• **TASK TO COMPLETE**
Lines containing the word "PartialEq" are to be copied from the data below.

• **INPUT**
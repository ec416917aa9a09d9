//! Bulk indexer for the search sync subsystem.
//!
//! Turns resolved document references into index/delete operations and ships
//! them to the search engine in batches bounded by a byte ceiling.

use std::sync::Arc;
use tracing::{debug, error, instrument, warn};

use crate::references::ResolvedReference;
use search_sync_repository::{
    BulkOperation, IndexLayout, SearchEngineClient, SearchIndexError,
};
use search_sync_shared::{DocumentReference, Indexable};

/// Default bulk request ceiling in megabytes.
pub const DEFAULT_MAX_BULK_SIZE_MB: u64 = 10;

/// Configuration for the bulk indexer.
#[derive(Debug, Clone, Copy, PartialEq, Eq)]
pub struct BulkIndexerConfig {
    /// Upper bound for the serialized size of one bulk request.
    pub bulk_limit_bytes: usize,
}

impl BulkIndexerConfig {
    pub fn from_megabytes(megabytes: u64) -> Self {
        Self {
            bulk_limit_bytes: (megabytes as usize) * 1024 * 1024,
        }
    }
}

impl Default for BulkIndexerConfig {
    fn default() -> Self {
        Self::from_megabytes(DEFAULT_MAX_BULK_SIZE_MB)
    }
}

/// Accumulates operations and submits them in size-bounded bulk requests.
///
/// One instance serves one consumer run: it is driven through `&mut self`
/// and is not meant to be shared between concurrent callers.
///
/// Every request is fully accounted for. Items the engine rejects end up in
/// [`failures`](Self::failures); when a request fails as a whole every
/// reference of that batch does, and the error is returned by the next
/// [`flush`](Self::flush).
pub struct BulkIndexer {
    client: Arc<dyn SearchEngineClient>,
    layout: IndexLayout,
    config: BulkIndexerConfig,
    operations: Vec<BulkOperation>,
    references: Vec<DocumentReference>,
    buffered_bytes: usize,
    failures: Vec<DocumentReference>,
    request_error: Option<SearchIndexError>,
}

impl BulkIndexer {
    pub fn new(client: Arc<dyn SearchEngineClient>, layout: IndexLayout) -> Self {
        Self::with_config(client, layout, BulkIndexerConfig::default())
    }

    pub fn with_config(
        client: Arc<dyn SearchEngineClient>,
        layout: IndexLayout,
        config: BulkIndexerConfig,
    ) -> Self {
        Self {
            client,
            layout,
            config,
            operations: Vec::new(),
            references: Vec::new(),
            buffered_bytes: 0,
            failures: Vec::new(),
            request_error: None,
        }
    }

    /// Queue the index or delete operation for one reference.
    ///
    /// Sends the buffered batch first when this operation would push it past
    /// the ceiling. An operation larger than the ceiling on its own is sent
    /// alone.
    pub async fn process(&mut self, resolved: ResolvedReference) {
        let operation = self.operation_for(&resolved);
        let size = operation.byte_size();

        if !self.operations.is_empty() && self.buffered_bytes + size > self.config.bulk_limit_bytes
        {
            self.send().await;
        }

        self.operations.push(operation);
        self.references.push(resolved.reference);
        self.buffered_bytes += size;

        if self.buffered_bytes >= self.config.bulk_limit_bytes {
            self.send().await;
        }
    }

    /// Send whatever is buffered.
    ///
    /// # Returns
    ///
    /// * `Ok(())` - Every request went through; item-level rejections are in `failures`
    /// * `Err(SearchIndexError)` - At least one request failed as a whole
    #[instrument(skip(self), fields(buffered = self.operations.len()))]
    pub async fn flush(&mut self) -> Result<(), SearchIndexError> {
        self.send().await;

        match self.request_error.take() {
            Some(e) => Err(e),
            None => Ok(()),
        }
    }

    /// References that were not written, in submission order.
    pub fn failures(&self) -> &[DocumentReference] {
        &self.failures
    }

    pub fn take_failures(&mut self) -> Vec<DocumentReference> {
        std::mem::take(&mut self.failures)
    }

    /// Serialized size of the batch waiting to be sent.
    pub fn buffered_bytes(&self) -> usize {
        self.buffered_bytes
    }

    fn operation_for(&self, resolved: &ResolvedReference) -> BulkOperation {
        let reference = &resolved.reference;
        let index = self.layout.alias_for(reference.source_type).to_string();

        match &resolved.record {
            Some(record) => BulkOperation::Index {
                index,
                id: reference.document_id.clone(),
                routing: reference.routing_key.clone(),
                document: record.as_indexed_json(),
            },
            None => BulkOperation::Delete {
                index,
                id: reference.document_id.clone(),
                routing: reference.routing_key.clone(),
            },
        }
    }

    async fn send(&mut self) {
        if self.operations.is_empty() {
            return;
        }

        let operations = std::mem::take(&mut self.operations);
        let references = std::mem::take(&mut self.references);
        let bytes = std::mem::replace(&mut self.buffered_bytes, 0);

        debug!(count = operations.len(), bytes, "Sending bulk request");

        match self.client.bulk(&operations).await {
            Ok(response) => {
                let mut rejected = 0;
                for (position, reference) in references.into_iter().enumerate() {
                    let failed = response
                        .items
                        .get(position)
                        .map(|item| item.is_error())
                        .unwrap_or(true);
                    if failed {
                        if let Some(item) = response.items.get(position) {
                            warn!(
                                reference = %reference,
                                status = item.status,
                                error = item.error.as_deref().unwrap_or_default(),
                                "Bulk item rejected"
                            );
                        }
                        rejected += 1;
                        self.failures.push(reference);
                    }
                }
                if rejected > 0 {
                    warn!(
                        count = operations.len(),
                        rejected, "Bulk request completed with some failures"
                    );
                }
            }
            Err(e) => {
                error!(error = %e, count = operations.len(), "Bulk request failed");
                self.failures.extend(references);
                if self.request_error.is_none() {
                    self.request_error = Some(e);
                }
            }
        }
    }
}
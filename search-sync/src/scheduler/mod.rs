//! Periodic driver for the sync subsystem.
//!
//! Every tick runs the pieces that have to be invoked repeatedly, in order:
//! replay parked jobs once indexing is unpaused, drain the tracking queue,
//! advance the current reindexing task and drop expired index generations.
//! A failing step is logged and the next one still runs; everything is safe
//! to re-run on the following tick.

use std::sync::atomic::{AtomicU64, Ordering};
use std::sync::Arc;
use tokio::sync::broadcast;
use tokio::time::{interval, Duration, MissedTickBehavior};
use tracing::{debug, error, info, instrument};

use crate::indexing_control::IndexingControl;
use crate::reindexing::ClusterReindexingService;
use crate::tracking_queue::TrackingQueue;
use search_sync_shared::ReindexingState;

/// Default time between ticks.
pub const DEFAULT_TICK_INTERVAL: Duration = Duration::from_secs(60);

/// Configuration for the scheduler.
#[derive(Debug, Clone)]
pub struct SchedulerConfig {
    pub tick_interval: Duration,
}

impl Default for SchedulerConfig {
    fn default() -> Self {
        Self {
            tick_interval: DEFAULT_TICK_INTERVAL,
        }
    }
}

/// What one tick did. Steps that failed report `None`.
#[derive(Debug, Clone, Default, PartialEq, Eq)]
pub struct TickSummary {
    pub jobs_resumed: Option<usize>,
    pub documents_indexed: Option<usize>,
    pub reindexing_state: Option<ReindexingState>,
    pub indices_dropped: Option<usize>,
}

/// Runs the sync steps on a fixed interval until shut down.
pub struct Scheduler {
    control: Arc<IndexingControl>,
    queue: Arc<TrackingQueue>,
    reindexing: Arc<ClusterReindexingService>,
    config: SchedulerConfig,
    shutdown_tx: broadcast::Sender<()>,
    /// Ticks run since startup.
    total_ticks: Arc<AtomicU64>,
    /// Documents written to the index since startup.
    total_documents_indexed: Arc<AtomicU64>,
}

impl Scheduler {
    pub fn new(
        control: Arc<IndexingControl>,
        queue: Arc<TrackingQueue>,
        reindexing: Arc<ClusterReindexingService>,
        config: SchedulerConfig,
    ) -> Self {
        let (shutdown_tx, _) = broadcast::channel(1);

        Self {
            control,
            queue,
            reindexing,
            config,
            shutdown_tx,
            total_ticks: Arc::new(AtomicU64::new(0)),
            total_documents_indexed: Arc::new(AtomicU64::new(0)),
        }
    }

    /// Tick until Ctrl-C or [`shutdown`](Self::shutdown).
    #[instrument(skip(self))]
    pub async fn run(&self) {
        info!(
            tick_interval_secs = self.config.tick_interval.as_secs(),
            "Starting search sync scheduler"
        );

        let mut shutdown_rx = self.shutdown_tx.subscribe();
        let mut ticker = interval(self.config.tick_interval);
        ticker.set_missed_tick_behavior(MissedTickBehavior::Skip);

        loop {
            tokio::select! {
                _ = ticker.tick() => {
                    self.tick().await;
                }
                _ = tokio::signal::ctrl_c() => {
                    info!("Received shutdown signal");
                    break;
                }
                _ = shutdown_rx.recv() => {
                    info!("Shutdown requested");
                    break;
                }
            }
        }

        info!(
            total_ticks = self.total_ticks.load(Ordering::Relaxed),
            total_documents_indexed = self.total_documents_indexed.load(Ordering::Relaxed),
            "Scheduler shutdown complete"
        );
    }

    /// Run every step once.
    pub async fn tick(&self) -> TickSummary {
        let tick = self.total_ticks.fetch_add(1, Ordering::Relaxed) + 1;
        debug!(tick, "Scheduler tick");
        let mut summary = TickSummary::default();

        match self.control.resume_if_unpaused().await {
            Ok(resumed) => summary.jobs_resumed = Some(resumed),
            Err(e) => error!(error = %e, "Failed to resume parked jobs"),
        }

        match self.queue.execute().await {
            Ok(indexed) => {
                self.total_documents_indexed
                    .fetch_add(indexed as u64, Ordering::Relaxed);
                summary.documents_indexed = Some(indexed);
            }
            Err(e) => error!(error = %e, "Failed to drain the tracking queue"),
        }

        match self.reindexing.execute().await {
            Ok(state) => summary.reindexing_state = state,
            Err(e) => error!(error = %e, "Reindexing step failed"),
        }

        match self.reindexing.drop_old_indices().await {
            Ok(dropped) => summary.indices_dropped = Some(dropped),
            Err(e) => error!(error = %e, "Failed to drop old indices"),
        }

        info!(
            tick,
            jobs_resumed = summary.jobs_resumed,
            documents_indexed = summary.documents_indexed,
            reindexing_state = summary.reindexing_state.map(|s| s.as_str()),
            indices_dropped = summary.indices_dropped,
            "Scheduler tick finished"
        );
        summary
    }

    /// Stop a running [`run`](Self::run) loop.
    pub fn shutdown(&self) {
        let _ = self.shutdown_tx.send(());
    }
}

• **THE ANSWER**
#[derive(Debug, Clone, Copy, PartialEq, Eq)]
#[derive(Debug, Clone, Default, PartialEq, Eq)]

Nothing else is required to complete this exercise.